Records supplied section start

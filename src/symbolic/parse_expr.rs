//! # Expression parser
//!
//! Turns untrusted user text into an [`Expr`] over the single variable `x`. Nothing is ever
//! evaluated here: the text is normalised, every identifier is checked against a fixed whitelist,
//! and only then the `nom` grammar builds the tree.
//!
//! Pipeline:
//! 1. trim, `^` -> `**`, whole-word aliases (`ln` -> `log`)
//! 2. parentheses balance check
//! 3. identifier scan with word boundaries: `x`, `pi`, `e` and the functions
//!    sin, cos, tan, log, exp, sqrt, abs followed by `(`; anything else is rejected
//! 4. grammar:
//! ```text
//! sum     := product (('+' | '-') product)*
//! product := unary (('*' | '/') unary)*
//! unary   := ('-' | '+') unary | power
//! power   := atom ('**' unary)?
//! atom    := number | call | 'x' | 'pi' | 'e' | '(' sum ')'
//! call    := name '(' sum (',' sum)? ')'      (two arguments only for log(a, base))
//! ```
//! Error positions are character offsets into the normalised text. Input nested deeper than
//! `MAX_NESTING` levels, chains building a tree taller than `MAX_TREE_HEIGHT` and literals that
//! overflow `f64` are `InvalidSyntax` at the offending spot.
use crate::symbolic::symbolic_engine::{DECLARED_VARIABLE, Expr};
use nom::{
    IResult, Parser,
    branch::alt,
    bytes::complete::tag,
    character::complete::{alpha1, alphanumeric1, char, digit0, digit1, multispace0, one_of},
    combinator::{map_res, opt, recognize},
    error::{Error, ErrorKind},
    multi::many0,
    sequence::{delimited, pair, preceded},
};
use regex::Regex;
use std::f64::consts::{E, PI};
use std::fmt;
use std::sync::LazyLock;

/// functions a user may call, as written in the normalised text
pub const SUPPORTED_FUNCTIONS: [&str; 7] = ["sin", "cos", "tan", "log", "exp", "sqrt", "abs"];
/// named numeric literals
pub const NAMED_CONSTANTS: [&str; 2] = ["pi", "e"];
/// parentheses, signs, calls and exponents nested deeper than this are rejected
pub const MAX_NESTING: usize = 64;
/// operator chains may not build a tree taller than this
pub const MAX_TREE_HEIGHT: usize = 256;

static IDENTIFIER: LazyLock<Regex> =
    LazyLock::new(|| Regex::new(r"\b[A-Za-z_][A-Za-z0-9_]*\b").expect("identifier pattern"));
/// (pattern, replacement) pairs applied before the scan, whole words only
static FUNCTION_ALIASES: LazyLock<Vec<(Regex, &'static str)>> = LazyLock::new(|| {
    vec![(Regex::new(r"\bln\b").expect("alias pattern"), "log")]
});

#[derive(Debug, Clone, PartialEq)]
pub enum ParseError {
    /// nothing but whitespace was given
    Empty,
    UnbalancedParentheses { position: usize },
    /// a free symbol other than the declared variable
    UnknownVariable { name: String, position: usize },
    UnsupportedFunction { name: String, position: usize },
    InvalidSyntax { token: String, position: usize },
}

impl fmt::Display for ParseError {
    fn fmt(&self, f: &mut fmt::Formatter<'_>) -> fmt::Result {
        match self {
            ParseError::Empty => write!(f, "Empty expression"),
            ParseError::UnbalancedParentheses { position } => {
                write!(f, "Unbalanced parentheses at position {}", position)
            }
            ParseError::UnknownVariable { name, position } => write!(
                f,
                "Unknown variable '{}' at position {}: only '{}' is allowed",
                name, position, DECLARED_VARIABLE
            ),
            ParseError::UnsupportedFunction { name, position } => write!(
                f,
                "Unsupported function '{}' at position {}: expected one of {}",
                name,
                position,
                SUPPORTED_FUNCTIONS.join(", ")
            ),
            ParseError::InvalidSyntax { token, position } => {
                write!(f, "Unexpected '{}' at position {}", token, position)
            }
        }
    }
}

impl std::error::Error for ParseError {}

impl Expr {
    /// Parses user text into a validated expression over `x`.
    ///
    /// # Examples
    /// ```rust, ignore
    /// let expr = Expr::parse_expression("x^2 - 4*x + 4").unwrap();
    /// assert_eq!(expr.to_string(), "x**2 - 4 * x + 4");
    /// ```
    pub fn parse_expression(input: &str) -> Result<Expr, ParseError> {
        let normalized = normalize(input);
        if normalized.is_empty() {
            return Err(ParseError::Empty);
        }
        check_parentheses(&normalized)?;
        scan_identifiers(&normalized)?;
        match parse_sum(&normalized, 0) {
            Ok((rest, expr)) => {
                let rest = rest.trim_start();
                if rest.is_empty() {
                    Ok(expr)
                } else {
                    Err(syntax_error(&normalized, rest))
                }
            }
            Err(nom::Err::Error(e)) | Err(nom::Err::Failure(e)) => {
                Err(syntax_error(&normalized, e.input))
            }
            Err(nom::Err::Incomplete(_)) => Err(syntax_error(&normalized, "")),
        }
    }
}

/// trim, caret to `**`, whole-word function aliases
pub fn normalize(input: &str) -> String {
    let mut text = input.trim().replace('^', "**");
    for (pattern, replacement) in FUNCTION_ALIASES.iter() {
        text = pattern.replace_all(&text, *replacement).into_owned();
    }
    text
}

fn char_position(text: &str, byte_offset: usize) -> usize {
    text[..byte_offset].chars().count()
}

fn syntax_error(normalized: &str, rest: &str) -> ParseError {
    let offset = normalized.len() - rest.len();
    let token = if rest.is_empty() {
        "end of input".to_string()
    } else {
        let word: String = rest
            .chars()
            .take_while(|c| c.is_ascii_alphanumeric() || *c == '_' || *c == '.')
            .collect();
        if word.is_empty() {
            rest.chars().take(1).collect()
        } else {
            word
        }
    };
    ParseError::InvalidSyntax {
        token,
        position: char_position(normalized, offset),
    }
}

fn check_parentheses(text: &str) -> Result<(), ParseError> {
    let mut open = Vec::new();
    for (i, c) in text.chars().enumerate() {
        match c {
            '(' => open.push(i),
            ')' => {
                if open.pop().is_none() {
                    return Err(ParseError::UnbalancedParentheses { position: i });
                }
            }
            _ => {}
        }
    }
    match open.pop() {
        Some(position) => Err(ParseError::UnbalancedParentheses { position }),
        None => Ok(()),
    }
}

/// Every identifier must be a whitelisted function followed by `(`, the declared variable or a
/// named constant. Matching is on whole words so `sinh` never passes as `sin`.
fn scan_identifiers(text: &str) -> Result<(), ParseError> {
    for found in IDENTIFIER.find_iter(text) {
        let name = found.as_str();
        let position = char_position(text, found.start());
        let is_call = text[found.end()..].trim_start().starts_with('(');
        let is_function = SUPPORTED_FUNCTIONS.contains(&name);
        if is_call {
            if !is_function {
                return Err(ParseError::UnsupportedFunction {
                    name: name.to_string(),
                    position,
                });
            }
        } else if is_function {
            return Err(ParseError::InvalidSyntax {
                token: name.to_string(),
                position,
            });
        } else if name != DECLARED_VARIABLE && !NAMED_CONSTANTS.contains(&name) {
            return Err(ParseError::UnknownVariable {
                name: name.to_string(),
                position,
            });
        }
    }
    Ok(())
}

//___________________________________GRAMMAR____________________________________

fn too_deep(input: &str) -> nom::Err<Error<&str>> {
    nom::Err::Failure(Error::new(input, ErrorKind::TooLarge))
}

/// Left fold of an operator chain. Fails once the tree grows taller than `MAX_TREE_HEIGHT`.
fn fold_chain<'a>(
    start: &'a str,
    first: Expr,
    rest: Vec<(char, Expr)>,
    combine: impl Fn(Expr, char, Expr) -> Expr,
) -> Result<Expr, nom::Err<Error<&'a str>>> {
    let mut height = first.height();
    let mut acc = first;
    for (op, rhs) in rest {
        height = height.max(rhs.height()) + 1;
        if height > MAX_TREE_HEIGHT {
            return Err(too_deep(start));
        }
        acc = combine(acc, op, rhs);
    }
    Ok(acc)
}

fn parse_sum(input: &str, depth: usize) -> IResult<&str, Expr> {
    let (rest, first) = parse_product(input, depth)?;
    let (rest, terms) =
        many0(pair(preceded(multispace0, one_of("+-")), |i| parse_product(i, depth))).parse(rest)?;
    let expr = fold_chain(input, first, terms, |acc, op, rhs| match op {
        '+' => acc + rhs,
        _ => acc - rhs,
    })?;
    Ok((rest, expr))
}

fn parse_product(input: &str, depth: usize) -> IResult<&str, Expr> {
    let (rest, first) = parse_unary(input, depth)?;
    let (rest, factors) =
        many0(pair(preceded(multispace0, one_of("*/")), |i| parse_unary(i, depth))).parse(rest)?;
    let expr = fold_chain(input, first, factors, |acc, op, rhs| match op {
        '*' => acc * rhs,
        _ => acc / rhs,
    })?;
    Ok((rest, expr))
}

/// unary minus binds looser than `**`: `-x**2` is `-(x**2)`
fn parse_unary(input: &str, depth: usize) -> IResult<&str, Expr> {
    let (input, _) = multispace0(input)?;
    if depth > MAX_NESTING {
        return Err(too_deep(input));
    }
    let (rest, sign) = opt(one_of("+-")).parse(input)?;
    match sign {
        Some('-') => {
            let (rest, operand) = parse_unary(rest, depth + 1)?;
            let negated = match operand {
                Expr::Const(c) => Expr::Const(-c),
                other => -other,
            };
            Ok((rest, negated))
        }
        Some(_) => parse_unary(rest, depth + 1),
        None => parse_power(input, depth),
    }
}

/// right associative: `x**2**3` is `x**(2**3)`
fn parse_power(input: &str, depth: usize) -> IResult<&str, Expr> {
    let (input, base) = parse_atom(input, depth)?;
    let (input, exponent) =
        opt(preceded((multispace0, tag("**")), |i| parse_unary(i, depth + 1))).parse(input)?;
    let expr = match exponent {
        Some(exponent) => base.pow(exponent),
        None => base,
    };
    Ok((input, expr))
}

fn parse_atom(input: &str, depth: usize) -> IResult<&str, Expr> {
    let (input, _) = multispace0(input)?;
    alt((
        parse_number,
        |i| parse_call(i, depth),
        parse_symbol,
        |i| parse_group(i, depth),
    ))
    .parse(input)
}

/// finite literals only: `1e400` would render as `inf`
fn parse_number(input: &str) -> IResult<&str, Expr> {
    let mantissa = alt((
        recognize((digit1, opt((char('.'), digit0)))),
        recognize((char('.'), digit1)),
    ));
    let exponent = opt((one_of("eE"), opt(one_of("+-")), digit1));
    let mut number = map_res(recognize((mantissa, exponent)), |s: &str| s.parse::<f64>());
    let (rest, value) = number.parse(input)?;
    if !value.is_finite() {
        return Err(nom::Err::Failure(Error::new(input, ErrorKind::Float)));
    }
    Ok((rest, Expr::Const(value)))
}

fn parse_identifier(input: &str) -> IResult<&str, &str> {
    recognize(pair(
        alt((alpha1, tag("_"))),
        many0(alt((alphanumeric1, tag("_")))),
    ))
    .parse(input)
}

fn parse_call(input: &str, depth: usize) -> IResult<&str, Expr> {
    let (input, name) = parse_identifier(input)?;
    let (input, _) = (multispace0, char('(')).parse(input)?;
    let (input, argument) = parse_sum(input, depth + 1)?;
    let (after_second, second) =
        opt(preceded((multispace0, char(',')), |i| parse_sum(i, depth + 1))).parse(input)?;
    let (rest, _) = (multispace0, char(')')).parse(after_second)?;
    let arg = argument.boxed();
    let expr = match (name, second) {
        ("sin", None) => Expr::sin(arg),
        ("cos", None) => Expr::cos(arg),
        ("tan", None) => Expr::tg(arg),
        ("exp", None) => Expr::Exp(arg),
        ("sqrt", None) => Expr::sqrt(arg),
        ("abs", None) => Expr::abs(arg),
        ("log", None) => Expr::Ln(arg),
        // log(a, base) = ln(a) / ln(base)
        ("log", Some(base)) => Expr::Div(Box::new(Expr::Ln(arg)), Box::new(base.ln())),
        (_, Some(_)) => {
            return Err(nom::Err::Failure(Error::new(input, ErrorKind::Verify)));
        }
        _ => return Err(nom::Err::Error(Error::new(input, ErrorKind::Tag))),
    };
    Ok((rest, expr))
}

fn parse_symbol(input: &str) -> IResult<&str, Expr> {
    let (rest, name) = parse_identifier(input)?;
    match name {
        DECLARED_VARIABLE => Ok((rest, Expr::x())),
        "pi" => Ok((rest, Expr::Const(PI))),
        "e" => Ok((rest, Expr::Const(E))),
        _ => Err(nom::Err::Error(Error::new(input, ErrorKind::Tag))),
    }
}

fn parse_group(input: &str, depth: usize) -> IResult<&str, Expr> {
    delimited(char('('), |i| parse_sum(i, depth + 1), (multispace0, char(')'))).parse(input)
}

Records supplied section end

» Goal of the exercise
A single number is the expected answer: how many lines of the records above contain the word "UnsupportedFunction".

» Task response
3